Duncan Coutts duncan.coutts at worcester.oxford.ac.uk
Thu Jul 28 17:47:57 EDT 2005

On Thu, 2005-07-28 at 14:23 -0700, Isaac Jones wrote:

> I'd really rather see the expansion of Cabal features going in a
> different direction: the Distribution library.  Wouldn't it be great
> to have an embedded domain-specific language for packaging / building
> inside Haskell?  Then the setup script could be like the sane man's
> makefile.  As Hudak (I think) points out in a paper on embedded
> domain-specific languages, many languages grow from DSLs (like the
> .cabal file) into general-purpose languages.  The reason I like the
> setup script is so that we don't have to keep expanding the .cabal
> file; we have all the power of Haskell at our fingertips in the Setup
> file.

There is a tension here between the needs of the package authors and the
needs of the packaging systems. And it affects the language that
packages are written in.

A declarative system that provides lots of information is what the
packaging systems want.

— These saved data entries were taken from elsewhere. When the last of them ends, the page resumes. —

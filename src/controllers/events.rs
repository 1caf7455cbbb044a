use axum::{
    extract::{Path, State},
    http::StatusCode,
    response::IntoResponse,
    routing::{delete, get, post, put},
    Json, Router,
};
use chrono::Local;
use serde::Deserialize;
use serde_json::json;
use std::sync::Arc;

use crate::middleware::AuthUser;
use crate::models::{event::parse_duration_minutes, Event};
use crate::schedule::{self, Status};
use crate::store;
use crate::AppState;

pub fn routes() -> Router<Arc<AppState>> {
    Router::new()
        .route("/events", get(list_events))
        .route("/events", post(create_event))
        .route("/events/{id}", put(update_event))
        .route("/events/{id}", delete(delete_event))
        .route("/dashboard", get(dashboard))
}

fn save_failed(e: crate::store::StoreError) -> (StatusCode, String) {
    tracing::error!("failed to save events: {}", e);
    (
        StatusCode::INTERNAL_SERVER_ERROR,
        "Operation failed, please retry".to_string(),
    )
}

/// Load the caller's events with statuses refreshed and schedule order
/// applied.
async fn load_own_events(state: &AppState, user_id: u64) -> Vec<Event> {
    let mut events: Vec<Event> = state
        .store
        .load_events()
        .await
        .into_iter()
        .filter(|e| e.owner_user_id == user_id)
        .collect();

    let now = Local::now().naive_local();
    schedule::refresh_statuses(&mut events, now);
    schedule::sort_by_schedule(&mut events);
    events
}

// GET /api/events
async fn list_events(
    State(state): State<Arc<AppState>>,
    user: AuthUser,
) -> impl IntoResponse {
    let events = load_own_events(&state, user.user_id).await;
    Json(json!({
        "success": true,
        "count": events.len(),
        "events": events
    }))
}

// GET /api/dashboard
async fn dashboard(
    State(state): State<Arc<AppState>>,
    user: AuthUser,
) -> impl IntoResponse {
    let events = load_own_events(&state, user.user_id).await;

    let today = Local::now().date_naive();
    let today_events: Vec<&Event> = events
        .iter()
        .filter(|e| e.start().map(|s| s.date() == today).unwrap_or(false))
        .collect();

    Json(json!({
        "success": true,
        "username": user.username,
        "today": today_events,
        "events": events
    }))
}

// Form-shaped payload shared by create and update; duration arrives as a
// free-form string and degrades to 0 when non-numeric
#[derive(Debug, Deserialize)]
struct EventForm {
    title: String,
    date: String,
    time: String,
    #[serde(default)]
    location: Option<String>,
    #[serde(default)]
    duration: Option<String>,
    #[serde(default)]
    notes: Option<String>,
}

// POST /api/events
async fn create_event(
    State(state): State<Arc<AppState>>,
    user: AuthUser,
    Json(form): Json<EventForm>,
) -> Result<impl IntoResponse, (StatusCode, String)> {
    if form.title.trim().is_empty() {
        return Err((StatusCode::BAD_REQUEST, "title is required".to_string()));
    }

    let mut events = state.store.load_events().await;
    let event = Event {
        id: store::next_event_id(&events),
        title: form.title.trim().to_string(),
        datetime: Event::combine_datetime(&form.date, &form.time),
        date: form.date,
        time: form.time,
        location: form.location,
        duration_minutes: parse_duration_minutes(form.duration.as_deref().unwrap_or("")),
        notes: form.notes,
        owner_user_id: user.user_id,
        owner_email: user.email,
        reminder_sent: false,
        status: Status::default(),
    };
    let event_id = event.id;
    events.push(event);

    state.store.save_events(&events).await.map_err(save_failed)?;

    Ok((
        StatusCode::CREATED,
        Json(json!({
            "success": true,
            "message": "New schedule added!",
            "event": { "id": event_id }
        })),
    ))
}

// PUT /api/events/{id}
async fn update_event(
    State(state): State<Arc<AppState>>,
    user: AuthUser,
    Path(event_id): Path<u64>,
    Json(form): Json<EventForm>,
) -> Result<impl IntoResponse, (StatusCode, String)> {
    if form.title.trim().is_empty() {
        return Err((StatusCode::BAD_REQUEST, "title is required".to_string()));
    }

    let mut events = state.store.load_events().await;
    let event = events
        .iter_mut()
        .find(|e| e.id == event_id && e.owner_user_id == user.user_id)
        .ok_or((StatusCode::NOT_FOUND, "Schedule not found".to_string()))?;

    event.title = form.title.trim().to_string();
    event.datetime = Event::combine_datetime(&form.date, &form.time);
    event.date = form.date;
    event.time = form.time;
    event.location = form.location;
    event.duration_minutes = parse_duration_minutes(form.duration.as_deref().unwrap_or(""));
    event.notes = form.notes;
    // Every edit counts as a new occurrence, so the reminder becomes
    // eligible again even if the datetime did not change
    event.reminder_sent = false;

    state.store.save_events(&events).await.map_err(save_failed)?;

    Ok((
        StatusCode::OK,
        Json(json!({ "success": true, "message": "Schedule updated!" })),
    ))
}

// DELETE /api/events/{id}
async fn delete_event(
    State(state): State<Arc<AppState>>,
    user: AuthUser,
    Path(event_id): Path<u64>,
) -> Result<impl IntoResponse, (StatusCode, String)> {
    let mut events = state.store.load_events().await;
    let before = events.len();
    events.retain(|e| !(e.id == event_id && e.owner_user_id == user.user_id));

    if events.len() == before {
        return Err((StatusCode::NOT_FOUND, "Schedule not found".to_string()));
    }

    state.store.save_events(&events).await.map_err(save_failed)?;

    Ok((
        StatusCode::OK,
        Json(json!({ "success": true, "message": "Schedule deleted successfully!" })),
    ))
}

So they know all dependencies and can have
flexibility over building and deploying packages (to do things like
build in a protected sandbox, or to build a binary package on one
machine and install it on another).

Package authors might want more of a complete programming language that
allows them to to whatever is needed to build install and register their

The downside of the latter approach is that it is nigh impossible to
make a native package that follows the policies of the native packaging
system (like not running arbitrary scripts/programs on the target or
build machine with root privileges).

My own personal opinion is that cabal/haskell packaging can be made the
most sucessful if we take advantage of the native packaging systems and
so make it possible to automate as much as possible the process of
wrapping a cabal package into a native package. I think we will reach
the greatest audience by this approach.